In particular, researchers and several policy makers have criticised the Bill’s failure to deal with the question of whether genes should be patentable subject matter. It is said that despite the fact that discoveries are not inventions, there has been a practice of granting patents over isolated human genes and granting patents over diagnostic tests which involve “mere comparisons of genetic sequences”. Ms Parke and others are concerned that these patents hinder medical research.

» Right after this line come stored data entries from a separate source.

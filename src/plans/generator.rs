//! Pure plan assembly: turns per-type candidate pools into a day-by-day
//! plan. Storage and profile lookups stay in the service layer, so the
//! whole generation path is testable with a seeded RNG.

use std::collections::HashSet;

use rand::Rng;
use time::{Date, Duration};
use uuid::Uuid;

use crate::error::AppError;
use crate::meals::{Meal, MealType};

use super::model::{DayMeals, MealSlot, PlanDay, TargetNutrition};
use super::selection::{select_meals, select_random_meals, MealFilter};

// Proportional split of the daily calorie target across slots.
const BREAKFAST_SHARE: f64 = 0.25;
const LUNCH_SHARE: f64 = 0.35;
const DINNER_SHARE: f64 = 0.30;

/// Width of the calorie band around each slot's sub-target (±25%).
const CALORIE_BAND: f64 = 0.25;

const MAX_SNACKS_PER_DAY: usize = 2;

/// Candidate pools fetched once per generation, one catalog query per type.
#[derive(Debug, Default)]
pub struct CandidatePools {
    pub breakfast: Vec<Meal>,
    pub lunch: Vec<Meal>,
    pub dinner: Vec<Meal>,
    pub snacks: Vec<Meal>,
}

impl CandidatePools {
    fn required(&self) -> [(MealType, &Vec<Meal>); 3] {
        [
            (MealType::Breakfast, &self.breakfast),
            (MealType::Lunch, &self.lunch),
            (MealType::Dinner, &self.dinner),
        ]
    }
}

/// Builds the full `days` sequence for a plan.
///
/// Policy (uniform across days): a required meal type with an empty catalog
/// pool fails the whole generation with `InsufficientData` before anything
/// is written; within a non-empty pool, the repeat-exclusion set resets and
/// the calorie band widens to the whole pool rather than leaving a hole.
/// An empty snack pool just means days without snacks.
pub fn build_days<R: Rng + ?Sized>(
    start_date: Date,
    duration: i64,
    target: &TargetNutrition,
    pools: &CandidatePools,
    rng: &mut R,
) -> Result<Vec<PlanDay>, AppError> {
    for (meal_type, pool) in pools.required() {
        if pool.is_empty() {
            return Err(AppError::InsufficientData(format!(
                "No {meal_type} meals available in the catalog"
            )));
        }
    }

    let mut used: HashSet<Uuid> = HashSet::new();
    let mut days = Vec::with_capacity(duration as usize);

    for i in 0..duration {
        let breakfast = pick_slot(
            &pools.breakfast,
            MealType::Breakfast,
            target.daily_calories * BREAKFAST_SHARE,
            &mut used,
            rng,
        );
        let lunch = pick_slot(
            &pools.lunch,
            MealType::Lunch,
            target.daily_calories * LUNCH_SHARE,
            &mut used,
            rng,
        );
        let dinner = pick_slot(
            &pools.dinner,
            MealType::Dinner,
            target.daily_calories * DINNER_SHARE,
            &mut used,
            rng,
        );

        let snack_count = rng.gen_range(0..=MAX_SNACKS_PER_DAY);
        let snack_candidates: Vec<&Meal> = pools
            .snacks
            .iter()
            .filter(|m| !used.contains(&m.id))
            .collect();
        let snack_candidates = if snack_candidates.is_empty() {
            pools.snacks.iter().collect()
        } else {
            snack_candidates
        };
        let snacks: Vec<MealSlot> = select_random_meals(&snack_candidates, snack_count, rng)
            .into_iter()
            .map(|m| {
                used.insert(m.id);
                MealSlot::new(m.clone(), 1.0)
            })
            .collect();

        days.push(PlanDay {
            date: start_date + Duration::days(i),
            meals: DayMeals {
                breakfast: Some(breakfast),
                lunch: Some(lunch),
                dinner: Some(dinner),
                snacks,
            },
        });
    }

    Ok(days)
}

/// Picks one meal for a required slot. Tries the calorie band with repeat
/// exclusion first, then relaxes exclusion, then the band, before falling
/// back to the whole pool. The pool is known non-empty, so this always
/// yields a meal.
fn pick_slot<R: Rng + ?Sized>(
    pool: &[Meal],
    meal_type: MealType,
    calorie_target: f64,
    used: &mut HashSet<Uuid>,
    rng: &mut R,
) -> MealSlot {
    let band = (
        calorie_target * (1.0 - CALORIE_BAND),
        calorie_target * (1.0 + CALORIE_BAND),
    );
    let attempts: [MealFilter<'_>; 4] = [
        MealFilter {
            calorie_band: Some(band),
            dietary_tags: &[],
            exclude: Some(&*used),
        },
        MealFilter {
            calorie_band: Some(band),
            dietary_tags: &[],
            exclude: None,
        },
        MealFilter {
            calorie_band: None,
            dietary_tags: &[],
            exclude: Some(&*used),
        },
        MealFilter {
            calorie_band: None,
            dietary_tags: &[],
            exclude: None,
        },
    ];

    let mut picked: Option<&Meal> = None;
    for filter in &attempts {
        let candidates = select_meals(pool, meal_type, filter);
        if let Some(&meal) = select_random_meals(&candidates, 1, rng).first() {
            picked = Some(meal);
            break;
        }
    }

    // last attempt matches the whole non-empty pool
    let meal = picked.expect("pool checked non-empty before assembly");
    used.insert(meal.id);
    MealSlot::new(meal.clone(), 1.0)
}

This is not the first time a bill has been introduced that aims to restrict the patenting of genetic materials. In November 2010, Senator Bill Heffernan introduced the Patent Amendment (Human Genes and Biological Materials) Bill 2010 (Cth) which aimed to amend the Patents Act so as to expressly exclude from patentability biological materials where were identical or substantially identical to such materials as they exist in nature. See our previous post on this Bill here. This Bill was not supported because of concerns about its breadth. Its supporters hope the new Bill will be better received because it is confined to apply only to genetic material (as opposed to biological materials in general).

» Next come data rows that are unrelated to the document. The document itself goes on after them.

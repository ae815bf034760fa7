use std::time::Duration;

use axum::{
    async_trait,
    extract::{FromRef, FromRequestParts},
    http::request::Parts,
};
use jsonwebtoken::{decode, encode, DecodingKey, EncodingKey, Header, Validation};
use time::{Duration as TimeDuration, OffsetDateTime};
use tracing::{debug, warn};
use uuid::Uuid;

use crate::{config::JwtConfig, error::AppError, state::AppState};

pub use super::claims::{Claims, TokenKind};

#[derive(Clone)]
pub struct JwtKeys {
    pub encoding: EncodingKey,
    pub decoding: DecodingKey,
    pub issuer: String,
    pub audience: String,
    pub access_ttl: Duration,
    pub refresh_ttl: Duration,
}

impl FromRef<AppState> for JwtKeys {
    fn from_ref(state: &AppState) -> Self {
        let JwtConfig {
            secret,
            issuer,
            audience,
            ttl_minutes,
            refresh_ttl_minutes,
        } = state.config.jwt.clone();
        Self {
            encoding: EncodingKey::from_secret(secret.as_bytes()),
            decoding: DecodingKey::from_secret(secret.as_bytes()),
            issuer,
            audience,
            access_ttl: Duration::from_secs((ttl_minutes as u64) * 60),
            refresh_ttl: Duration::from_secs((refresh_ttl_minutes as u64) * 60),
        }
    }
}

impl JwtKeys {
    fn sign_with_kind(&self, user_id: Uuid, kind: TokenKind) -> anyhow::Result<String> {
        let now = OffsetDateTime::now_utc();
        let ttl = match kind {
            TokenKind::Access => self.access_ttl,
            TokenKind::Refresh => self.refresh_ttl,
        };
        let exp = now + TimeDuration::seconds(ttl.as_secs() as i64);
        let claims = Claims {
            sub: user_id,
            iat: now.unix_timestamp() as usize,
            exp: exp.unix_timestamp() as usize,
            iss: self.issuer.clone(),
            aud: self.audience.clone(),
            kind,
        };
        let token = encode(&Header::default(), &claims, &self.encoding)?;
        debug!(user_id = %user_id, kind = ?kind, "jwt signed");
        Ok(token)
    }

    pub fn sign_access(&self, user_id: Uuid) -> anyhow::Result<String> {
        self.sign_with_kind(user_id, TokenKind::Access)
    }
    pub fn sign_refresh(&self, user_id: Uuid) -> anyhow::Result<String> {
        self.sign_with_kind(user_id, TokenKind::Refresh)
    }

    pub fn verify(&self, token: &str) -> anyhow::Result<Claims> {
        let mut validation = Validation::default();
        validation.set_audience(std::slice::from_ref(&self.audience));
        validation.set_issuer(std::slice::from_ref(&self.issuer));
        let data = decode::<Claims>(token, &self.decoding, &validation)?;
        debug!(user_id = %data.claims.sub, kind = ?data.claims.kind, "jwt verified");
        Ok(data.claims)
    }

    pub fn verify_refresh(&self, token: &str) -> anyhow::Result<Claims> {
        let claims = self.verify(token)?;
        if claims.kind != TokenKind::Refresh {
            anyhow::bail!("not a refresh token");
        }
        Ok(claims)
    }
}

pub struct AuthUser(pub Uuid);

#[async_trait]
impl<S> FromRequestParts<S> for AuthUser
where
    S: Send + Sync,
    JwtKeys: FromRef<S>,
{
    type Rejection = AppError;

    async fn from_request_parts(parts: &mut Parts, state: &S) -> Result<Self, Self::Rejection> {
        let keys = JwtKeys::from_ref(state);
        let auth_header = parts
            .headers
            .get(axum::http::header::AUTHORIZATION)
            .and_then(|v| v.to_str().ok())
            .ok_or_else(|| AppError::Unauthorized("Missing Authorization header".into()))?;

        let token = auth_header
            .strip_prefix("Bearer ")
            .ok_or_else(|| AppError::Unauthorized("Invalid Authorization header".into()))?;

        let claims = match keys.verify(token) {
            Ok(c) => c,
            Err(_) => {
                warn!("invalid or expired token");
                return Err(AppError::Unauthorized("Invalid or expired token".into()));
            }
        };

        if claims.kind != TokenKind::Access {
            return Err(AppError::Unauthorized("Access token required".into()));
        }

        Ok(AuthUser(claims.sub))
    }
}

Further, the confidence of policy makers in Australia has been bolstered by the recent unanimous decision of the Supreme Court of the United States which set aside a ruling by the US Court of Appeals for the Federal Circuit that Myriad Genetics Inc had the right to patent two BRCA genes that account for most inherited forms of breast and ovarian cancers. On 26 March 2012 the Supreme Court remanded the matter to the Court of Appeals to be reconsidered in light of the Supreme Court’s 20 March 2012 decision in Mayo Collaborative Services v Prometheus Laboratories Inc, 566 U.S. _ (2012) which clarified the US legal position that a valid claim cannot be grounded on the laws of nature. See our previous post on these US decisions here.
We understand that support for the Bill from the Labor caucus will soon be requested. The status of the proposal will be sure to be monitored closely by the Australian biotechnology industry, medical research profession and patent lawyers alike.